Я сознательно открывал двери для всех и делал прием, так сказать, гласно, ибо все абитуриенты видели друг друга, становились сначала зрителями этакого импровизированного концерта, а затем, пока атмосфера это позволяла, я переходил к этюдным заданиям, и эта часть приема, конечно, становилась самой интересной. Здесь-то по-настоящему и раскрывалась каждая личность. В общем потоке оказывались видны индивидуальности, пытающиеся творить на наших глазах.

Театр из ничего возникал уже в этот момент, когда главным в экзамене на выявление творческих способностей становилось задание сделать этюд… Предпочтение при приеме я отдавал тем, кто был находчив в импровизациях, кто не сникал, а действовал, кто был на сцене осмысленно контактным, творчески открытым на Событие.

Очень важны были для меня, и многое в человеке проясняют, так называемые «этюды с подпусканием», когда я втайне от тех, кто «экзаменуется» на сцене, предлагаю сидящим в зале (не только поступающим в студию, а иногда и студийцам «со стажем») подключиться к участникам этюда, причем неожиданно для них, и тем самым резко изменить ситуацию на сцене… И не просто произвольно подключиться, а имея определенное задание, нарушающее сложенный самими участниками сюжет.

Такой игровой способ этюдных импровизаций позволяет проверить, истинно ли свободны в проявлениях на сцене те, кто вел себя раскованно в ситуациях, которые они сами запланировали. А с другой стороны, он позволяет «раскрутить», раскрепостить тех, кто может быть, одарен, но сначала чувствует себя скованно, зажато, неуверенно. Кто стесняется и стыдливо замкнут…
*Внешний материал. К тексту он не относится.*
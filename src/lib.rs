//! streakline: indicator computation and streak detection for daily price series
//!
//! This crate computes standard technical indicators over dated close-price
//! series and finds the longest noise-tolerant up/down streaks in the
//! resulting daily returns.
//!
//! # Features
//!
//! - **Performance**: O(n) iterative recurrences throughout, never a
//!   per-point re-derivation
//! - **Alignment**: every output stays index-aligned with its dates; lookback
//!   positions are NaN rather than dropped
//! - **Generics**: works with both `f32` and `f64` data types
//! - **Safety**: typed errors for every parameter-domain violation, no
//!   clamping or best-effort partial results
//!
//! # Quick Start
//!
//! ```
//! use chrono::NaiveDate;
//! use streakline::prelude::*;
//!
//! let dates: Vec<NaiveDate> = (1..=30)
//!     .map(|d| NaiveDate::from_ymd_opt(2024, 1, d).unwrap())
//!     .collect();
//! let closes: Vec<f64> = (1..=30).map(|i| 100.0 + f64::from(i)).collect();
//! let series = Series::new(dates, closes).unwrap();
//!
//! // Compute an indicator through the registry
//! let registry = Registry::standard();
//! let series = registry.apply(series, "dailyr", &[]).unwrap();
//!
//! // Find the longest streaks in the daily returns
//! let returns = series.column("DailyR").unwrap();
//! let summary = streaks(returns, 1, 0.5).unwrap();
//! assert_eq!(summary.up.length, 29);
//! ```
//!
//! # Components
//!
//! - [`series`]: the [`Series`](series::Series) data model plus the
//!   preprocessing boundary (column validation, sort/deduplicate, alignment)
//! - [`indicators`]: SMA, EMA, RSI, MACD, daily returns, and the optimal
//!   single-trade window
//! - [`streak`]: tolerance- and threshold-aware longest-run detection
//! - [`dispatch`]: the closed indicator registry and idempotent `apply`
//!
//! # Error Handling
//!
//! All fallible operations return [`Result<T, Error>`](error::Result):
//!
//! ```
//! use streakline::indicators::sma;
//!
//! let short_data = vec![1.0_f64, 2.0];
//! assert!(sma(&short_data, 10).is_err());
//! ```

#![deny(missing_docs)]
#![warn(clippy::all)]
#![warn(clippy::pedantic)]
#![warn(clippy::perf)]
#![warn(clippy::nursery)]
#![warn(clippy::or_fun_call)]
#![warn(clippy::inefficient_to_string)]
#![warn(clippy::useless_conversion)]
#![allow(clippy::module_name_repetitions)]

pub mod dispatch;
pub mod error;
pub mod indicators;
pub mod prelude;
pub mod series;
pub mod streak;
pub mod traits;
pub mod utils;

pub use error::{Error, Result};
Я с «садизмом» продолжал терпеливо выжидать, когда же, когда же, ну, когда же возникнет, наконец, миг, в котором можно все-таки уловить что-то стоящее. И что самое удивительное, этот миг рано или поздно обязательно наступал, – кризисный период куда-то отступал, и вот, вот же… Ритмы импровизации возвращали действо к искусству, не боюсь употребить это слово в отношении начинающих актеров, делающих буквально свой первый шаг, да не шаг – шажок – уже не в одиночку, а в нашем общем деле.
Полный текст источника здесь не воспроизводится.